## Task requirements
Print the records below word for word, beginning with the first line and ending once the line containing "memory or archived" is printed.

## Records shown
□ □ □ □ □ □ □
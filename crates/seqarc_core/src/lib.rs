//! # SeqArc Core
//!
//! Long, editable byte sequences split into fixed-capacity chunks and kept
//! compressed in a single archive file.
//!
//! This crate provides:
//! - [`Archive`] - a keyed, append-only record log with tombstones,
//!   checksums and compaction
//! - [`Segment`] - one chunk, resident in memory or archived
//! - [`Region`] - a named sequence of segments with offset translation and
//!   the multi-segment splice
//! - [`Catalog`] - named regions persisted together with a head record
//!
//! Edits only ever load the segments they touch; everything else stays
//! compressed in the archive until read.
//!
//! ## Example
//!
//! ```rust
//! use seqarc_core::{Catalog, Config};
//!
//! let mut catalog = Catalog::in_memory(&Config::default().default_capacity(10)).unwrap();
//! catalog.create_region("chr1", &[b'A'; 25]).unwrap();
//! catalog.write("chr1", b"XY", 8..12).unwrap();
//!
//! assert_eq!(catalog.read("chr1", 8..10).unwrap(), b"XY");
//! assert_eq!(catalog.region("chr1").unwrap().segment_sizes(), vec![10, 10, 3]);
//! ```

#![deny(unsafe_code)]
#![warn(missing_docs)]

mod archive;
mod catalog;
mod compression;
mod config;
mod error;
mod region;
mod segment;

pub use archive::{
    Archive, ArchiveStats, BackingStore, CompactionStats, EntryFlags, EntryRecord,
    ARCHIVE_HEADER_SIZE, ARCHIVE_MAGIC, ARCHIVE_VERSION,
};
pub use catalog::{
    Catalog, CatalogSnapshot, RegionSnapshot, SegmentSnapshot, HEAD_KEY, HEAD_MAGIC, HEAD_VERSION,
};
pub use compression::{decode as decode_chunk, encode as encode_chunk};
pub use compression::{CompressionConfig, CompressionMethod};
pub use config::{Config, DEFAULT_CAPACITY};
pub use error::{CoreError, CoreResult};
pub use region::Region;
pub use segment::{Segment, SegmentState};

/// Crate version, recorded by the CLI.
pub const VERSION: &str = env!("CARGO_PKG_VERSION");
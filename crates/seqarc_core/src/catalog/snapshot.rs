//! The catalog's head record.
//!
//! ```text
//! | "SQHD" (4) | version (2) | CBOR-encoded CatalogSnapshot |
//! ```
//!
//! The snapshot records every region's layout and segment keys. Segments are
//! always reloaded in the archived state.

use crate::error::{CoreError, CoreResult};
use crate::region::Region;
use crate::segment::Segment;
use serde::{Deserialize, Serialize};
use std::path::PathBuf;

/// Magic bytes for the head record.
pub const HEAD_MAGIC: [u8; 4] = *b"SQHD";

/// Current head record version.
pub const HEAD_VERSION: u16 = 1;

/// Persisted state of a whole catalog.
#[derive(Debug, Clone, PartialEq, Eq, Serialize, Deserialize)]
pub struct CatalogSnapshot {
    /// Archive path at save time. Informational only; loading rebinds to the
    /// path actually opened.
    pub path: Option<PathBuf>,
    /// Capacity for newly created regions.
    pub default_capacity: usize,
    /// Regions in name order.
    pub regions: Vec<RegionSnapshot>,
}

/// Persisted state of one region.
#[derive(Debug, Clone, PartialEq, Eq, Serialize, Deserialize)]
pub struct RegionSnapshot {
    /// Region name.
    pub name: String,
    /// Units per segment.
    pub capacity: usize,
    /// Next segment key index.
    pub next_index: u64,
    /// Segments in order.
    pub segments: Vec<SegmentSnapshot>,
}

/// Persisted state of one segment.
#[derive(Debug, Clone, PartialEq, Eq, Serialize, Deserialize)]
pub struct SegmentSnapshot {
    /// Archive key holding the segment.
    pub key: String,
    /// Units stored under the key.
    pub size: usize,
}

impl RegionSnapshot {
    /// Captures a region whose segments have all been persisted.
    ///
    /// # Errors
    ///
    /// [`CoreError::InvalidOperation`] if any segment is still resident.
    pub fn capture(region: &Region) -> CoreResult<Self> {
        if region.resident_count() > 0 {
            return Err(CoreError::invalid_operation(format!(
                "region {} has {} unpersisted segments",
                region.name(),
                region.resident_count()
            )));
        }

        Ok(Self {
            name: region.name().to_string(),
            capacity: region.capacity(),
            next_index: region.next_index(),
            segments: region
                .segments()
                .iter()
                .map(|seg| SegmentSnapshot {
                    key: seg.key().to_string(),
                    size: seg.size(),
                })
                .collect(),
        })
    }

    /// Rebuilds the region with every segment archived, bound to `path`.
    pub fn restore(self, path: Option<PathBuf>) -> CoreResult<Region> {
        let capacity = self.capacity;
        let segments = self
            .segments
            .into_iter()
            .map(|seg| Segment::archived(seg.key, capacity, seg.size))
            .collect();
        Region::from_parts(path, self.name, capacity, self.next_index, segments)
    }
}

impl CatalogSnapshot {
    /// Encodes the head record.
    pub fn encode(&self) -> CoreResult<Vec<u8>> {
        let mut buf = Vec::new();
        buf.extend_from_slice(&HEAD_MAGIC);
        buf.extend_from_slice(&HEAD_VERSION.to_le_bytes());

        ciborium::into_writer(self, &mut buf)
            .map_err(|e| CoreError::invalid_format(format!("head record encoding failed: {e}")))?;
        Ok(buf)
    }

    /// Decodes a head record.
    pub fn decode(data: &[u8]) -> CoreResult<Self> {
        if data.len() < 6 {
            return Err(CoreError::invalid_format("head record too short"));
        }
        if data[0..4] != HEAD_MAGIC {
            return Err(CoreError::invalid_format("invalid head record magic"));
        }

        let version = u16::from_le_bytes([data[4], data[5]]);
        if version > HEAD_VERSION {
            return Err(CoreError::invalid_format(format!(
                "unsupported head record version: {version}"
            )));
        }

        ciborium::from_reader(&data[6..])
            .map_err(|e| CoreError::invalid_format(format!("head record decoding failed: {e}")))
    }
}

#[cfg(test)]
mod tests {
    use super::*;
    use crate::archive::Archive;
    use crate::compression::CompressionConfig;

    fn sample() -> CatalogSnapshot {
        CatalogSnapshot {
            path: Some(PathBuf::from("/data/genome.sqa")),
            default_capacity: 10,
            regions: vec![RegionSnapshot {
                name: "chr1".to_string(),
                capacity: 10,
                next_index: 3,
                segments: vec![
                    SegmentSnapshot {
                        key: "chr1_seg_0".to_string(),
                        size: 10,
                    },
                    SegmentSnapshot {
                        key: "chr1_seg_2".to_string(),
                        size: 4,
                    },
                ],
            }],
        }
    }

    #[test]
    fn head_record_is_framed() {
        let encoded = sample().encode().unwrap();
        assert_eq!(&encoded[0..4], b"SQHD");
        assert_eq!(CatalogSnapshot::decode(&encoded).unwrap(), sample());
    }

    #[test]
    fn bad_head_records_rejected() {
        assert!(matches!(
            CatalogSnapshot::decode(b"SQ"),
            Err(CoreError::InvalidFormat { .. })
        ));
        assert!(matches!(
            CatalogSnapshot::decode(b"NOPE\x01\x00"),
            Err(CoreError::InvalidFormat { .. })
        ));
        assert!(matches!(
            CatalogSnapshot::decode(b"SQHD\x09\x00"),
            Err(CoreError::InvalidFormat { .. })
        ));
        assert!(matches!(
            CatalogSnapshot::decode(b"SQHD\x01\x00\xff\xff"),
            Err(CoreError::InvalidFormat { .. })
        ));
    }

    #[test]
    fn capture_requires_persisted_segments() {
        let mut store = Archive::in_memory();
        let mut region = Region::from_content(None, "chr1", 4, b"ACGTACGTAC").unwrap();

        assert!(matches!(
            RegionSnapshot::capture(&region),
            Err(CoreError::InvalidOperation { .. })
        ));

        region
            .persist_all(&mut store, &CompressionConfig::default())
            .unwrap();
        let snapshot = RegionSnapshot::capture(&region).unwrap();
        assert_eq!(snapshot.next_index, 3);
        assert_eq!(
            snapshot.segments.iter().map(|s| s.size).collect::<Vec<_>>(),
            vec![4, 4, 2]
        );

        let restored = snapshot.restore(Some(PathBuf::from("/moved.sqa"))).unwrap();
        assert_eq!(restored.segment_sizes(), region.segment_sizes());
        assert_eq!(restored.read_all(&store).unwrap(), b"ACGTACGTAC");
        assert_eq!(restored.path(), Some(std::path::Path::new("/moved.sqa")));
    }
}
//! In-memory storage backend.

use crate::backend::StorageBackend;
use crate::error::{StorageError, StorageResult};
use parking_lot::RwLock;

/// A byte log held entirely in memory.
///
/// Used for unit tests and for catalogs that never touch disk. Tests that
/// exercise recovery paths can seed it with hand-crafted bytes through
/// [`with_data`](Self::with_data).
///
/// # Example
///
/// ```rust
/// use seqarc_storage::{StorageBackend, InMemoryBackend};
///
/// let mut backend = InMemoryBackend::new();
/// backend.append(b"abc").unwrap();
/// backend.replace(b"xy").unwrap();
/// assert_eq!(backend.data(), b"xy");
/// ```
#[derive(Debug, Default)]
pub struct InMemoryBackend {
    data: RwLock<Vec<u8>>,
}

impl InMemoryBackend {
    /// Creates a new empty in-memory backend.
    #[must_use]
    pub fn new() -> Self {
        Self::default()
    }

    /// Creates a backend pre-loaded with `data`.
    #[must_use]
    pub fn with_data(data: Vec<u8>) -> Self {
        Self {
            data: RwLock::new(data),
        }
    }

    /// Returns a copy of the whole log.
    #[must_use]
    pub fn data(&self) -> Vec<u8> {
        self.data.read().clone()
    }
}

impl StorageBackend for InMemoryBackend {
    fn read_at(&self, offset: u64, len: usize) -> StorageResult<Vec<u8>> {
        let data = self.data.read();
        let size = data.len() as u64;
        let end = offset.saturating_add(len as u64);

        if end > size {
            return Err(StorageError::ReadPastEnd { offset, len, size });
        }

        Ok(data[offset as usize..end as usize].to_vec())
    }

    fn append(&mut self, new_data: &[u8]) -> StorageResult<u64> {
        let mut data = self.data.write();
        let offset = data.len() as u64;
        data.extend_from_slice(new_data);
        Ok(offset)
    }

    fn flush(&mut self) -> StorageResult<()> {
        Ok(())
    }

    fn size(&self) -> StorageResult<u64> {
        Ok(self.data.read().len() as u64)
    }

    fn sync(&mut self) -> StorageResult<()> {
        Ok(())
    }

    fn truncate(&mut self, new_size: u64) -> StorageResult<()> {
        let mut data = self.data.write();
        let size = data.len() as u64;

        if new_size > size {
            return Err(StorageError::TruncateBeyondEnd {
                requested: new_size,
                size,
            });
        }

        data.truncate(new_size as usize);
        Ok(())
    }

    fn replace(&mut self, new_data: &[u8]) -> StorageResult<()> {
        *self.data.write() = new_data.to_vec();
        Ok(())
    }
}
□ □ □ □ □ □ □
## Your response
filename crates/seqarc_core/src/lib.rs
//! # SeqArc Core
//!
//! Long, editable byte sequences split into fixed-capacity chunks and kept
//! compressed in a single archive file.
//!
//! This crate provides:
//! - [`Archive`] - a keyed, append-only record log with tombstones,
//!   checksums and compaction
//! - [`Segment`] - one chunk, resident in memory or archived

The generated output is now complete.